Dataset content »
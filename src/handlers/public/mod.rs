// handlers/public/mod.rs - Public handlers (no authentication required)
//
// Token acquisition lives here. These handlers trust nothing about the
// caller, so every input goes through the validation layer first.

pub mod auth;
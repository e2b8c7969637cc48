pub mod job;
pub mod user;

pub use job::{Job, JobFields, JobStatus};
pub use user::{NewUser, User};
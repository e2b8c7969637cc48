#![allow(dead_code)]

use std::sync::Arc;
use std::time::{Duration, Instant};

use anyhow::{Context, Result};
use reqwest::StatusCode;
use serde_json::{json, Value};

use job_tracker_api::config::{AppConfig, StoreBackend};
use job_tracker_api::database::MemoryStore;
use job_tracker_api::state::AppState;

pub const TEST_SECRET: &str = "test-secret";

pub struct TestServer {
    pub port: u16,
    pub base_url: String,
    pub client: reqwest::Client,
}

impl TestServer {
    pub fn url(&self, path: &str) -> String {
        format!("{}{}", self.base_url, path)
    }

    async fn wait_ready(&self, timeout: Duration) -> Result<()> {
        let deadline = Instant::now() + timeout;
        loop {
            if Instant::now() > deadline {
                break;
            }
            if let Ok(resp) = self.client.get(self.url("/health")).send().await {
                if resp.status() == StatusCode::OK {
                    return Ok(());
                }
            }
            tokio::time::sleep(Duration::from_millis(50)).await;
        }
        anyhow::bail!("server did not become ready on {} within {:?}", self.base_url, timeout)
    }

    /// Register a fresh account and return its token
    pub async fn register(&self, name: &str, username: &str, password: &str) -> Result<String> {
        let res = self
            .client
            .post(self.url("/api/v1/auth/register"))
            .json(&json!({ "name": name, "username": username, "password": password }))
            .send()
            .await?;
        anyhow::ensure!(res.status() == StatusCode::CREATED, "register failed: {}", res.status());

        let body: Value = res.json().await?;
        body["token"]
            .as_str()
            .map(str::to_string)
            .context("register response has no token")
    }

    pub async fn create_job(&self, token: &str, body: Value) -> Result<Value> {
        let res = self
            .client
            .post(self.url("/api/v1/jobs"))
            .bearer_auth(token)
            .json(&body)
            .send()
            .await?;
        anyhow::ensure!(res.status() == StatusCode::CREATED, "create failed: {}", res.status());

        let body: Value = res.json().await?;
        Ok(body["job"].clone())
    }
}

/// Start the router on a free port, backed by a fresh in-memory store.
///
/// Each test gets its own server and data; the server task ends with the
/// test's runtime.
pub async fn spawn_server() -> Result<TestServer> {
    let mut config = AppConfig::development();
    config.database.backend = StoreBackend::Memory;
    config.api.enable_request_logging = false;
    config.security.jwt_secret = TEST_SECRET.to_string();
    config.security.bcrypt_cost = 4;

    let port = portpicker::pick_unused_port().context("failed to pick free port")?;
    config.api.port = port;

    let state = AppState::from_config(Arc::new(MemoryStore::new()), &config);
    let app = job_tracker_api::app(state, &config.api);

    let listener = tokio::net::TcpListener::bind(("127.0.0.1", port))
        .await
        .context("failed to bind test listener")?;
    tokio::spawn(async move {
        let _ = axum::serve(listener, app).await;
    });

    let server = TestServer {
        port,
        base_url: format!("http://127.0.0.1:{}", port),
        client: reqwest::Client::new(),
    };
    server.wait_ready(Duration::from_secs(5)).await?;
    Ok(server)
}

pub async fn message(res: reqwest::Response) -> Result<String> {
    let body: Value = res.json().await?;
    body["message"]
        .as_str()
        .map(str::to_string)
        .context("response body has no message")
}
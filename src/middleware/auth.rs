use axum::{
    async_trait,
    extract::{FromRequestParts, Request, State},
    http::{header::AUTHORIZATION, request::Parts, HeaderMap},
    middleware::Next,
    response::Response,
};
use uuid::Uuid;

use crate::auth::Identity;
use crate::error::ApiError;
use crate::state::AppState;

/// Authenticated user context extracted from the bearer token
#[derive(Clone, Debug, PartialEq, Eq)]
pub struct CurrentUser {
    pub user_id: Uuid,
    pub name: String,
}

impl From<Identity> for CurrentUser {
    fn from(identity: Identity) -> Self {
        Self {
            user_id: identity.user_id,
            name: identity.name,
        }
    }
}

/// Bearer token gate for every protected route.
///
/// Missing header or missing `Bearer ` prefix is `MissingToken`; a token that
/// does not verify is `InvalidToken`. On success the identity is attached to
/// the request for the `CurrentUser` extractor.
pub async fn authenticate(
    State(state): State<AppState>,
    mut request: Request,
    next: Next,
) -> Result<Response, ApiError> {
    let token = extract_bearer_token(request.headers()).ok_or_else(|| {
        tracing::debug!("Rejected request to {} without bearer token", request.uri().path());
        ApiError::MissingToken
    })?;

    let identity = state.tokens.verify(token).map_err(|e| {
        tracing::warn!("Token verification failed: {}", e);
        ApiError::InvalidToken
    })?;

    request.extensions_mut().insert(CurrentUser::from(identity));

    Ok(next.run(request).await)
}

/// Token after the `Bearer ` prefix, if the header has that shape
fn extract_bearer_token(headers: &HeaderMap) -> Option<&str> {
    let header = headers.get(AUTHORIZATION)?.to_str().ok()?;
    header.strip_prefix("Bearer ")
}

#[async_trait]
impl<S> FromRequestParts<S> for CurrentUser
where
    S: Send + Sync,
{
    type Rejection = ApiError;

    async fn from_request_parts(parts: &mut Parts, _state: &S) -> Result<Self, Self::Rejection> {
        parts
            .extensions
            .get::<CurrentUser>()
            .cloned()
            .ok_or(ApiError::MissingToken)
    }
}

What you are asked to do »
Please copy every line of the data that carries the string "CurrentUser".

Response to the task »
pub struct CurrentUser {
impl From<Identity> for CurrentUser {
/// the request for the `CurrentUser` extractor.
    request.extensions_mut().insert(CurrentUser::from(identity));
impl<S> FromRequestParts<S> for CurrentUser
            .get::<CurrentUser>()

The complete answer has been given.